I'm looking for appropriate drawer slides for vertical drawers. Typical side-mount full extension drawer slides laid on their side can't support weight properly, and bend. A "pantry slide" is in principle what I need, but very expensive, wastes a lot of space, and is many times more load rating than I need.

These would probably be perfect: https://www.alibaba.com/product-det...pm=a2700.7724857.normalList.27.41714e45ux6siA

But that website is so full of technical and grammatical errors, in addition to the $1063 shipping... I'm not buying those. Does anyone know what this type of slide is called?


----------



## walnutavenue (Nov 9, 2011)

https://www.woodworkingtalk.com/attachment.php?attachmentid=371159&thumb=1


----------



## Steve Neul (Sep 2, 2011)

Don't know how the size of the slide would work since you have the drawers made but undermount slides should work.


----------



## walnutavenue (Nov 9, 2011)

Thanks Steve. 

I've looked at undermount but (unless I'm mistaken) they always attach to the bottom of the drawer and to the side of the cabinet. Thus in this application I would need divider panels between each drawer. Aside from adding panels I don't want and wasting the space those panels take up, it would also be cramped installing those slides. I explored roughly the same thing by re-designing the drawers to use regular side-mount slides like this person did: https://sawdustgirl.com/build-organized-vertical-storage-drawers/ but I was frustrated by the same issues... needing divider panels and having to make the necklace drawers one-sided instead of two.

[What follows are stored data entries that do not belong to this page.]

//! Note names → MIDI pitches, and a handful of General MIDI programs that
//! suit percussive tapping.

// ════════════════════════════════════════════════════════════════════════════
// Note names (scientific pitch notation, C4 = 60)
// ════════════════════════════════════════════════════════════════════════════

/// Resolve `"A4"`, `"C#5"`, `"Bb3"`, `"C-1"` … to a MIDI note number.
///
/// Returns `None` for anything that does not parse or lands outside 0–127.
///
/// # Example
/// ```rust
/// use note_bank::pitch_for;
///
/// assert_eq!(pitch_for("C4"),  Some(60));
/// assert_eq!(pitch_for("A4"),  Some(69));
/// assert_eq!(pitch_for("F#3"), Some(54));
/// assert_eq!(pitch_for("H2"),  None);
/// ```
pub fn pitch_for(name: &str) -> Option<u8> {
    let name = name.trim();
    let mut chars = name.chars();

    let semitone: i32 = match chars.next()?.to_ascii_uppercase() {
        'C' => 0,
        'D' => 2,
        'E' => 4,
        'F' => 5,
        'G' => 7,
        'A' => 9,
        'B' => 11,
        _   => return None,
    };

    let rest = chars.as_str();
    let accidentals = rest.chars().take_while(|c| *c == '#' || *c == 'b').count();
    let shift: i32 = rest[..accidentals].chars()
        .map(|c| if c == '#' { 1 } else { -1 })
        .sum();

    let octave: i32 = rest[accidentals..].parse().ok()?;
    if !(-1..=9).contains(&octave) { return None; }

    let pitch = (octave + 1) * 12 + semitone + shift;
    u8::try_from(pitch).ok().filter(|p| *p <= 127)
}

// ════════════════════════════════════════════════════════════════════════════
// General MIDI programs
// ════════════════════════════════════════════════════════════════════════════

/// General MIDI instruments that sound good when struck.
///
/// Use [`GeneralMidi::program`] for the raw Program Change value.
#[derive(Clone, Copy, Debug, PartialEq, Eq)]
#[repr(u8)]
pub enum GeneralMidi {
    AcousticGrandPiano  = 0,
    BrightAcousticPiano = 1,
    ElectricPiano1      = 4,
    Harpsichord         = 6,
    Celesta             = 8,
    Glockenspiel        = 9,
    MusicBox            = 10,
    Vibraphone          = 11,
    Marimba             = 12,
    Xylophone           = 13,
    TubularBells        = 14,
    PizzicatoStrings    = 45,
    OrchestralHarp      = 46,
    Kalimba             = 108,
    SteelDrums          = 114,
}

impl GeneralMidi {
    pub const ALL: [GeneralMidi; 15] = [
        GeneralMidi::AcousticGrandPiano, GeneralMidi::BrightAcousticPiano,
        GeneralMidi::ElectricPiano1,     GeneralMidi::Harpsichord,
        GeneralMidi::Celesta,            GeneralMidi::Glockenspiel,
        GeneralMidi::MusicBox,           GeneralMidi::Vibraphone,
        GeneralMidi::Marimba,            GeneralMidi::Xylophone,
        GeneralMidi::TubularBells,       GeneralMidi::PizzicatoStrings,
        GeneralMidi::OrchestralHarp,     GeneralMidi::Kalimba,
        GeneralMidi::SteelDrums,
    ];

    /// Raw MIDI program number (0–127).
    pub fn program(self) -> u8 { self as u8 }

    pub fn name(self) -> &'static str {
        match self {
            GeneralMidi::AcousticGrandPiano  => "Acoustic Grand Piano",
            GeneralMidi::BrightAcousticPiano => "Bright Acoustic Piano",
            GeneralMidi::ElectricPiano1      => "Electric Piano 1",
            GeneralMidi::Harpsichord         => "Harpsichord",
            GeneralMidi::Celesta             => "Celesta",
            GeneralMidi::Glockenspiel        => "Glockenspiel",
            GeneralMidi::MusicBox            => "Music Box",
            GeneralMidi::Vibraphone          => "Vibraphone",
            GeneralMidi::Marimba             => "Marimba",
            GeneralMidi::Xylophone           => "Xylophone",
            GeneralMidi::TubularBells        => "Tubular Bells",
            GeneralMidi::PizzicatoStrings    => "Pizzicato Strings",
            GeneralMidi::OrchestralHarp      => "Orchestral Harp",
            GeneralMidi::Kalimba             => "Kalimba",
            GeneralMidi::SteelDrums          => "Steel Drums",
        }
    }

    /// Look up by name, ignoring case, spaces and punctuation
    /// (`"music-box"`, `"Music Box"`).
    pub fn from_name(name: &str) -> Option<Self> {
        let key = squash(name);
        Self::ALL.into_iter().find(|gm| squash(gm.name()) == key)
    }
}

/// Resolve an instrument given either as a program number or a name.
pub fn program_for(given: &str) -> Option<u8> {
    match given.trim().parse::<u8>() {
        Ok(p) if p <= 127 => Some(p),
        Ok(_)             => None,
        Err(_)            => GeneralMidi::from_name(given).map(GeneralMidi::program),
    }
}

fn squash(s: &str) -> String {
    s.chars().filter(|c| c.is_ascii_alphanumeric()).map(|c| c.to_ascii_lowercase()).collect()
}

// ════════════════════════════════════════════════════════════════════════════
// Tests
// ════════════════════════════════════════════════════════════════════════════
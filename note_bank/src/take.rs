//! Take recording: every triggered note of a session, written out as a
//! Standard MIDI File (Type 0, single track) when the session ends.

use std::collections::HashMap;
use std::io::Write;
use std::path::Path;
use std::time::Duration;

use tap_trigger::{NoteName, NoteTable};

use crate::bank::{bind_notes, MidiSettings};
use crate::error::{BankError, Result};

pub const TAKE_TEMPO_BPM: u32 = 120;
pub const TAKE_TPQ:       u16 = 480;
/// Every recorded note lasts an eighth unless re-struck sooner.
pub const TAKE_NOTE_TICKS: u32 = TAKE_TPQ as u32 / 2;
/// [`TAKE_NOTE_TICKS`] in wall time; live voices are held this long too.
pub const NOTE_LENGTH: Duration = Duration::from_millis(
    TAKE_NOTE_TICKS as u64 * 60_000 / (TAKE_TPQ as u64 * TAKE_TEMPO_BPM as u64),
);

/// One recorded strike.
#[derive(Clone, Copy, Debug, PartialEq, Eq)]
pub struct TakeNote {
    /// Session time of the trigger.
    pub at:    Duration,
    pub pitch: u8,
}

/// Collects strikes during a session.
pub struct TakeRecorder {
    bindings:   HashMap<NoteName, u8>,
    notes:      Vec<TakeNote>,
    instrument: u8,
    velocity:   u8,
    channel:    u8,
}

impl TakeRecorder {
    pub fn new(notes: &NoteTable, settings: &MidiSettings) -> Self {
        TakeRecorder {
            bindings:   bind_notes(notes),
            notes:      Vec::new(),
            instrument: settings.instrument.min(127),
            velocity:   settings.velocity.min(127),
            channel:    settings.channel & 0x0F,
        }
    }

    /// Record a strike.  Unbound notes are skipped, as in playback.
    pub fn record(&mut self, at: Duration, note: &NoteName) {
        if let Some(&pitch) = self.bindings.get(note) {
            self.notes.push(TakeNote { at, pitch });
        }
    }

    pub fn notes(&self)    -> &[TakeNote] { &self.notes }
    pub fn len(&self)      -> usize       { self.notes.len() }
    pub fn is_empty(&self) -> bool        { self.notes.is_empty() }

    /// Serialise and write to `path`.
    pub fn write_file(&self, path: &Path) -> Result<()> {
        let bytes = self.to_bytes();
        std::fs::File::create(path)
            .and_then(|mut f| f.write_all(&bytes))
            .map_err(|source| BankError::WriteTake { path: path.to_path_buf(), source })
    }

    /// A complete Type-0 MIDI file.
    pub fn to_bytes(&self) -> Vec<u8> {
        let track = self.build_track_chunk();

        let mut out = Vec::new();
        // MThd  length=6  format=0  ntrks=1  division
        out.extend_from_slice(b"MThd");
        out.extend_from_slice(&6u32.to_be_bytes());
        out.extend_from_slice(&0u16.to_be_bytes());
        out.extend_from_slice(&1u16.to_be_bytes());
        out.extend_from_slice(&TAKE_TPQ.to_be_bytes());

        out.extend_from_slice(b"MTrk");
        out.extend_from_slice(&(track.len() as u32).to_be_bytes());
        out.extend_from_slice(&track);
        out
    }

    fn build_track_chunk(&self) -> Vec<u8> {
        let mut t: Vec<u8> = Vec::new();
        let ch = self.channel;

        // ── Tempo ─────────────────────────────────────────────────────────
        let micros = 60_000_000u32 / TAKE_TEMPO_BPM;
        t.extend_from_slice(&[0x00, 0xFF, 0x51, 0x03]);
        t.extend_from_slice(&micros.to_be_bytes()[1..]);

        // ── Track name ────────────────────────────────────────────────────
        let name = b"tap_piano take";
        t.extend_from_slice(&[0x00, 0xFF, 0x03]);
        write_vlq(&mut t, name.len() as u32);
        t.extend_from_slice(name);

        // ── Program Change ────────────────────────────────────────────────
        t.extend_from_slice(&[0x00, 0xC0 | ch, self.instrument]);

        // ── Notes ─────────────────────────────────────────────────────────
        let mut now = 0u32;
        for ev in self.timeline() {
            write_vlq(&mut t, ev.tick - now);
            now = ev.tick;
            if ev.on {
                t.extend_from_slice(&[0x90 | ch, ev.pitch, self.velocity]);
            } else {
                t.extend_from_slice(&[0x80 | ch, ev.pitch, 0x00]);
            }
        }

        // ── End of Track ──────────────────────────────────────────────────
        t.extend_from_slice(&[0x00, 0xFF, 0x2F, 0x00]);
        t
    }

    /// Note-on/off events sorted by tick, offs before ons at the same tick.
    /// A pitch struck again before its eighth is up is released at the
    /// re-strike, matching live playback.
    fn timeline(&self) -> Vec<TimedEvent> {
        let mut events = Vec::with_capacity(self.notes.len() * 2);
        for (i, note) in self.notes.iter().enumerate() {
            let on  = secs_to_ticks(note.at);
            let next_same = self.notes[i + 1..].iter()
                .find(|n| n.pitch == note.pitch)
                .map(|n| secs_to_ticks(n.at));
            let off = match next_same {
                Some(next) => (on + TAKE_NOTE_TICKS).min(next),
                None       => on + TAKE_NOTE_TICKS,
            };
            events.push(TimedEvent { tick: on,  on: true,  pitch: note.pitch });
            events.push(TimedEvent { tick: off, on: false, pitch: note.pitch });
        }
        events.sort_by_key(|e| (e.tick, e.on));
        events
    }
}

#[derive(Clone, Copy, Debug)]
struct TimedEvent {
    tick:  u32,
    on:    bool,
    pitch: u8,
}

/// Session time → ticks at the take's fixed tempo.
fn secs_to_ticks(at: Duration) -> u32 {
    let ticks_per_sec = TAKE_TPQ as f64 * TAKE_TEMPO_BPM as f64 / 60.0;
    (at.as_secs_f64() * ticks_per_sec).round() as u32
}

/// Write a MIDI variable-length quantity.
fn write_vlq(buf: &mut Vec<u8>, mut value: u32) {
    let mut bytes = [0u8; 5];
    let mut i = 4;
    bytes[i] = (value & 0x7F) as u8;
    value >>= 7;
    while value > 0 {
        i -= 1;
        bytes[i] = ((value & 0x7F) | 0x80) as u8;
        value >>= 7;
    }
    buf.extend_from_slice(&bytes[i..]);
}

// ════════════════════════════════════════════════════════════════════════════
// Tests
// ════════════════════════════════════════════════════════════════════════════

It just seems like what I need is out there but I don't know what it's called. A regular full-extension slide that's capable of resisting a side load is what I need, but the only term I can think of to search for it is "heavy duty full extension drawer slide," and that gets way too many hits because every schmuck calls their product "heavy duty"


----------



## Steve Neul (Sep 2, 2011)

walnutavenue said:


> Thanks Steve.
> 
> I've looked at undermount but (unless I'm mistaken) they always attach to the bottom of the drawer and to the side of the cabinet. Thus in this application I would need divider panels between each drawer. Aside from adding panels I don't want and wasting the space those panels take up, it would also be cramped installing those slides. I explored roughly the same thing by re-designing the drawers to use regular side-mount slides like this person did: https://sawdustgirl.com/build-organized-vertical-storage-drawers/ but I was frustrated by the same issues... needing divider panels and having to make the necklace drawers one-sided instead of two.
> 
> It just seems like what I need is out there but I don't know what it's called. A regular full-extension slide that's capable of resisting a side load is what I need, but the only term I can think of to search for it is "heavy duty full extension drawer slide," and that gets way too many hits because every schmuck calls their product "heavy duty"

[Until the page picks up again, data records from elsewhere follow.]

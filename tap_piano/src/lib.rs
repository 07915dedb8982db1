//! # tap_piano
//!
//! Ten fingertips, ten notes.  A hand landmark detector reports both hands
//! every frame; each fingertip is tracked in its own slot, and a quick
//! downward tap of a fingertip plays that slot's note over MIDI.
//!
//! ## Pipeline
//!
//! | Stage | Crate / module | Output |
//! |---|---|---|
//! | Detector, recording or keyboard | [`hands`] | [`hands::DetectionFrame`] |
//! | Slot mapping | `finger_slots` | `FingertipFrame` |
//! | Onset detection | `tap_trigger` | `TriggerEvent`s |
//! | Sound | `note_bank` | MIDI note-on |
//!
//! [`session::Session`] runs the middle three stages per frame;
//! [`app::run`] wires the source, the session and the overlay together.
//!
//! ## Sources
//!
//! * `sim` (default): two synthetic hands in the overlay window.
//! * `stdin` / `file <path>`: JSON lines, one frame per line.
//! * `detector <cmd...>`: spawn a detector and read its stdout.
//!
//! ### Simulation keyboard shortcuts
//!
//! | Key | Finger |
//! |---|---|
//! | `1`–`5` | Left pinky … left thumb |
//! | `6`–`0` | Right thumb … right pinky |
//! | `Escape` | Quit |

pub mod app;
pub mod config;
pub mod error;
pub mod hands;
pub mod session;
pub mod visualizer;

pub use error::{PianoError, Result};
//! Trigger constants.

use std::time::Duration;

use serde::{Deserialize, Serialize};

use crate::error::{ConfigError, Result};

pub const DEFAULT_ALPHA:     f32      = 0.6;
pub const DEFAULT_THRESHOLD: f32      = 0.03;
pub const DEFAULT_COOLDOWN:  Duration = Duration::from_millis(180);

/// Smoothing, edge and refractory parameters shared by every slot.
#[derive(Clone, Copy, Debug, PartialEq, Serialize, Deserialize)]
#[serde(default)]
pub struct TriggerConfig {
    /// EMA weight of the newest sample, in (0, 1].  1.0 disables smoothing.
    pub alpha:     f32,
    /// Minimum downward step of the smoothed y (fraction of frame height).
    pub threshold: f32,
    /// Minimum time between two triggers of the same slot.
    #[serde(rename = "cooldown_secs", with = "secs")]
    pub cooldown:  Duration,
}

impl Default for TriggerConfig {
    fn default() -> Self {
        TriggerConfig {
            alpha:     DEFAULT_ALPHA,
            threshold: DEFAULT_THRESHOLD,
            cooldown:  DEFAULT_COOLDOWN,
        }
    }
}

impl TriggerConfig {
    pub fn alpha(mut self, alpha: f32) -> Self {
        self.alpha = alpha;
        self
    }

    pub fn threshold(mut self, threshold: f32) -> Self {
        self.threshold = threshold;
        self
    }

    pub fn cooldown(mut self, cooldown: Duration) -> Self {
        self.cooldown = cooldown;
        self
    }

    /// Reject constants the engine cannot work with.
    pub fn validate(&self) -> Result<()> {
        if !(self.alpha > 0.0 && self.alpha <= 1.0) {
            return Err(ConfigError::AlphaOutOfRange(self.alpha));
        }
        if !self.threshold.is_finite() || self.threshold < 0.0 {
            return Err(ConfigError::InvalidThreshold(self.threshold));
        }
        Ok(())
    }
}

/// `Duration` ⇄ fractional seconds.
mod secs {
    use std::time::Duration;
    use serde::{Deserialize, Deserializer, Serializer};

    pub fn serialize<S: Serializer>(d: &Duration, s: S) -> Result<S::Ok, S::Error> {
        s.serialize_f64(d.as_secs_f64())
    }

    pub fn deserialize<'de, D: Deserializer<'de>>(d: D) -> Result<Duration, D::Error> {
        let v = f64::deserialize(d)?;
        Duration::try_from_secs_f64(v).map_err(serde::de::Error::custom)
    }
}

#[cfg(test)]
mod tests {
    use super::*;

    #[test]
    fn defaults_are_valid() {
        let c = TriggerConfig::default();
        assert_eq!(c.alpha, 0.6);
        assert_eq!(c.threshold, 0.03);
        assert_eq!(c.cooldown, Duration::from_millis(180));
        assert!(c.validate().is_ok());
    }

    #[test]
    fn alpha_bounds() {
        assert!(TriggerConfig::default().alpha(1.0).validate().is_ok());
        assert_eq!(
            TriggerConfig::default().alpha(0.0).validate(),
            Err(ConfigError::AlphaOutOfRange(0.0)),
        );
        assert!(TriggerConfig::default().alpha(1.5).validate().is_err());
        assert!(TriggerConfig::default().alpha(f32::NAN).validate().is_err());
    }

    #[test]
    fn negative_threshold_rejected() {
        assert!(TriggerConfig::default().threshold(-0.01).validate().is_err());
        assert!(TriggerConfig::default().threshold(0.0).validate().is_ok());
    }
}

I've never actually used them. I believe there are some that completely go under the drawer box. Since I've never used them I don't know if they are 1/2" thick or not like side mount slides.


----------



## Tool Agnostic (Aug 13, 2017)

There are several types of drawer slide that go underneath a drawer.

Some people above have mentioned one kind of undermount slide, typified by the Blum Tandem Blumotion slides. Those slides fit underneath a drawer that has been built to specific requirements, including notches and holes in the back, and the drawer panel must be a specific height above the bottom of the drawer (~1/2 inch). Furthermore, even though there is nothing visible on the sides of the drawer, the frames that support the drawer have sides on them. They are designed to be attached to the sides of the cabinet, although I have seen some people screw them down to a supporting shelf instead. They work that way, but there are no "official" screw holes for a bottom attachment. Furthermore, there is the open question of whether you install both sides of the slides under each drawer, which might be too wide anyway. I think that any kind of undermount slide like the Blum Tandem Blumotions (or their Salice, DTC, or cheaper brand equivalents) are not suitable for the OP's purpose.

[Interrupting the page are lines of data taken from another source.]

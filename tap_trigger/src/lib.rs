//! # tap_trigger
//!
//! Onset detection for ten fingertips: every frame, a downward fingertip
//! motion larger than a threshold (after EMA smoothing) fires that finger's
//! note, at most once per cooldown.
//!
//! ## Quick start
//!
//! ```rust
//! use std::time::Duration;
//! use finger_slots::{FingerSlot, FingertipFrame, FingertipSample};
//! use tap_trigger::{NoteTable, TriggerConfig, TriggerEngine};
//!
//! let mut engine = TriggerEngine::new(TriggerConfig::default(), NoteTable::default()).unwrap();
//! let pinky = FingerSlot::ALL[0];
//!
//! let mut frame = FingertipFrame::empty();
//! frame.set(pinky, FingertipSample::Present { x_px: 100, y_px: 96, y_norm: 0.20 });
//! assert!(engine.update(&frame, Duration::ZERO).is_empty());      // bootstrap
//!
//! frame.set(pinky, FingertipSample::Present { x_px: 100, y_px: 192, y_norm: 0.40 });
//! let events = engine.update(&frame, Duration::from_millis(33));
//! assert_eq!(events[0].note.as_str(), "A4");
//! ```

pub mod config;
pub mod engine;
pub mod error;
pub mod notes;

pub use config::TriggerConfig;
pub use engine::{update, SlotState, TriggerEngine, TriggerEvent};
pub use error::{ConfigError, Result};
pub use notes::{NoteName, NoteTable, DEFAULT_NOTES};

https://www.rockler.com/blum-tandem-full-extension-drawer-slides-with-blumotion-slides

There are also center mount drawer slides, which go underneath a drawer and mount to a shelf (or front and back supports) below the drawer. You must cut a notch at the bottom rear of the drawer to allow the slide to protrude out the back. 

The real question is what to do at the top. A center mount drawer slide will work perfectly on the bottom. I do not know whether one would work upside down on the top. Can you install it "rightsize up" and backwards instead? Do you need a top slide at all, or can you fit thin guide strips on either side of the drawer at the top, which might be easier and better? I might think about wax or plastic drawer glide tape to keep it quiet and smooth if you use guide strips at the top.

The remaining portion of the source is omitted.